Collected data

Start of Block

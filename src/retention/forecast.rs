//! Forgetting-curve forecasting and review-queue ordering.
//!
//! The model: retention decays as `exp(-days / stability)` where stability
//! grows with the card's ease factor and repetition streak. The same curve
//! drives the optimal-delay forecast and the urgency ordering of the queue.

use std::cmp::Ordering;

use chrono::NaiveDate;
use serde::{Deserialize, Serialize};

use crate::retention::scheduler::ReviewCard;
use crate::retention::{DEFAULT_EASE_FACTOR, MAX_INTERVAL_DAYS, MIN_EASE_FACTOR};

/// Base stability in days for a fresh card at the minimum streak.
const STABILITY_BASE_DAYS: f64 = 10.0;
/// Stability multiplier per successful repetition.
const STABILITY_GROWTH: f64 = 1.5;

const URGENCY_OVERDUE_WEIGHT: f64 = 10.0;
const URGENCY_DIFFICULTY_WEIGHT: f64 = 5.0;
const URGENCY_STREAK_WEIGHT: f64 = 5.0;
/// Streak length past which material counts as established.
const ESTABLISHED_REPETITIONS: f64 = 3.0;

/// Memory stability in days: `ease_factor * 1.5^repetitions * 10`.
pub fn stability_days(ease_factor: f64, repetitions: u32) -> f64 {
    let ease_factor = ease_factor.max(MIN_EASE_FACTOR);
    ease_factor * STABILITY_GROWTH.powi(repetitions as i32) * STABILITY_BASE_DAYS
}

/// Probability the material is still retained `days_since_review` days after
/// the last review. 1.0 on the review day itself, strictly decreasing after.
pub fn retention_probability(days_since_review: i64, ease_factor: f64, repetitions: u32) -> f64 {
    if days_since_review <= 0 {
        return 1.0;
    }
    let stability = stability_days(ease_factor, repetitions);
    (-(days_since_review as f64) / stability).exp().clamp(0.0, 1.0)
}

/// Days until retention decays to `target_retention`:
/// `max(1, round(-stability * ln(target)))`, capped at the interval ceiling.
pub fn optimal_review_delay(ease_factor: f64, repetitions: u32, target_retention: f64) -> u32 {
    let target = target_retention.clamp(0.01, 0.99);
    let days = -stability_days(ease_factor, repetitions) * target.ln();
    (days.round() as u32).clamp(1, MAX_INTERVAL_DAYS)
}

/// Urgency score used to order the review queue. Overdue days dominate,
/// harder (low-ease) and less-established (short-streak) cards rank higher.
/// Never negative, and never used to gate correctness.
pub fn urgency(card: &ReviewCard, today: NaiveDate) -> f64 {
    let days_overdue = card
        .next_review_date
        .map(|next| (today - next).num_days().max(0))
        .unwrap_or(0);

    let score = URGENCY_OVERDUE_WEIGHT * days_overdue as f64
        + URGENCY_DIFFICULTY_WEIGHT * (DEFAULT_EASE_FACTOR - card.ease_factor)
        + URGENCY_STREAK_WEIGHT * (ESTABLISHED_REPETITIONS - f64::from(card.repetitions)).max(0.0);

    score.max(0.0)
}

fn by_urgency_desc(today: NaiveDate) -> impl Fn(&&ReviewCard, &&ReviewCard) -> Ordering {
    move |a, b| {
        urgency(b, today)
            .partial_cmp(&urgency(a, today))
            .unwrap_or(Ordering::Equal)
    }
}

/// Cards due on `today`, most urgent first.
pub fn due_cards(cards: &[ReviewCard], today: NaiveDate) -> Vec<&ReviewCard> {
    let mut due: Vec<&ReviewCard> = cards.iter().filter(|card| card.is_due(today)).collect();
    due.sort_by(by_urgency_desc(today));
    due
}

/// Cards strictly past their due date, most urgent first.
pub fn overdue_cards(cards: &[ReviewCard], today: NaiveDate) -> Vec<&ReviewCard> {
    let mut overdue: Vec<&ReviewCard> =
        cards.iter().filter(|card| card.is_overdue(today)).collect();
    overdue.sort_by(by_urgency_desc(today));
    overdue
}

/// Every card ordered by urgency, for full-queue displays.
pub fn review_queue(cards: &[ReviewCard], today: NaiveDate) -> Vec<&ReviewCard> {
    let mut queue: Vec<&ReviewCard> = cards.iter().collect();
    queue.sort_by(by_urgency_desc(today));
    queue
}

#[derive(Debug, Clone, Serialize, Deserialize)]
#[serde(rename_all = "camelCase")]
pub struct DailyRetention {
    pub date: NaiveDate,
    pub mean_retention: f64,
}

/// Projected mean retention over the reviewed cards for each of the next
/// `days_ahead` days (inclusive of today).
pub fn retention_forecast(
    cards: &[ReviewCard],
    today: NaiveDate,
    days_ahead: u32,
) -> Vec<DailyRetention> {
    (0..=i64::from(days_ahead))
        .map(|offset| {
            let date = today + chrono::Duration::days(offset);
            let mut total = 0.0;
            let mut reviewed = 0usize;

            for card in cards {
                if let Some(last) = card.last_review_date {
                    let days_since = (date - last).num_days();
                    total += retention_probability(days_since, card.ease_factor, card.repetitions);
                    reviewed += 1;
                }
            }

            DailyRetention {
                date,
                mean_retention: if reviewed > 0 {
                    total / reviewed as f64
                } else {
                    0.0
                },
            }
        })
        .collect()
}

#[derive(Debug, Clone, Serialize, Deserialize)]
#[serde(rename_all = "camelCase")]
pub struct ReviewStats {
    pub total_cards: usize,
    pub due_cards: usize,
    pub overdue_cards: usize,
    pub average_ease_factor: f64,
    pub average_retention: f64,
}

/// Aggregate queue health for dashboards and worker reports.
pub fn review_stats(cards: &[ReviewCard], today: NaiveDate) -> ReviewStats {
    if cards.is_empty() {
        return ReviewStats {
            total_cards: 0,
            due_cards: 0,
            overdue_cards: 0,
            average_ease_factor: 0.0,
            average_retention: 0.0,
        };
    }

    let mut total_ease = 0.0;
    let mut total_retention = 0.0;
    let mut reviewed = 0usize;
    let mut due = 0usize;
    let mut overdue = 0usize;

    for card in cards {
        total_ease += card.ease_factor;
        if card.is_due(today) {
            due += 1;
        }
        if card.is_overdue(today) {
            overdue += 1;
        }
        if let Some(last) = card.last_review_date {
            let days_since = (today - last).num_days();
            total_retention += retention_probability(days_since, card.ease_factor, card.repetitions);
            reviewed += 1;
        }
    }

    ReviewStats {
        total_cards: cards.len(),
        due_cards: due,
        overdue_cards: overdue,
        average_ease_factor: total_ease / cards.len() as f64,
        average_retention: if reviewed > 0 {
            total_retention / reviewed as f64
        } else {
            0.0
        },
    }
}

End of Block

Word for word, restate the lines of the data above that fall between the line holding "(-(days_since_review as f64)" and the line holding "let target = target_retention.clamp(0.01, 0.99);", inclusive, and no other lines.

__Result of the exercise__.
    (-(days_since_review as f64) / stability).exp().clamp(0.0, 1.0)
}

/// Days until retention decays to `target_retention`:
/// `max(1, round(-stability * ln(target)))`, capped at the interval ceiling.
pub fn optimal_review_delay(ease_factor: f64, repetitions: u32, target_retention: f64) -> u32 {
    let target = target_retention.clamp(0.01, 0.99);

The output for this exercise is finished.